The fire extinguisher, smoke detector, and carbon monoxide detector met requirements.  All hazardous items were inaccessible to children. The licensee has toys, play equipment and materials available.  The home has a fenced backyard available for outdoor activities.  No bodies of water observed on the premises during the inspection.  Licensee stated there are weapons in the home. LPA verified that weapons are locked and ammunition is stored separately. A review of staff records on this date indicates that all facility staff or other individuals who require caregiver background checks have received criminal record and child abuse clearances or exemptions.  Licensee’s First Aid and CPR certifications are current and expire 11/2/26.  Licensee has required immunizations. Facility roster is maintained and was reviewed.  The last fire and disaster drills were conducted and documented on 01/2025.

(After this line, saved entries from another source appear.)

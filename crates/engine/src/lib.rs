// SPDX-License-Identifier: BUSL-1.1
// Copyright (c) 2026 Alfred Jean LLC

// Allow panic!/unwrap/expect in test code
#![cfg_attr(test, allow(clippy::panic))]
#![cfg_attr(test, allow(clippy::unwrap_used))]
#![cfg_attr(test, allow(clippy::expect_used))]

//! lspload execution engine

pub mod catalog;
pub mod config;
mod env;
mod error;
pub mod load_client;
mod orchestrator;
pub mod workspace;

pub use catalog::{execute, Operation, OperationCatalog};
pub use config::{ExecutionMode, InitMode, LoadTestConfig, WorkspaceMode, DEFAULT_ADDRESS};
pub use error::{ConfigError, OrchestratorError, ProvisionError};
pub use load_client::{ClientReport, LoadClient, RunSettings};
pub use orchestrator::{InitTiming, Orchestrator, RunSummary};
pub use workspace::{TemplateSource, WorkspaceProvisioner};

SUPERVISORS NAME: Cynthia Biszant
LICENSING EVALUATOR NAME: Adrian Castellon
LICENSING EVALUATOR SIGNATURE: DATE: 02/21/2025
I acknowledge receipt of this form and understand my licensing appeal rights as explained and received.
FACILITY REPRESENTATIVE SIGNATURE: DATE: 02/21/2025
This report must be available at Child Care and Group Home facilities for public review for 3 years.

LIC809 (FAS) - (06/04)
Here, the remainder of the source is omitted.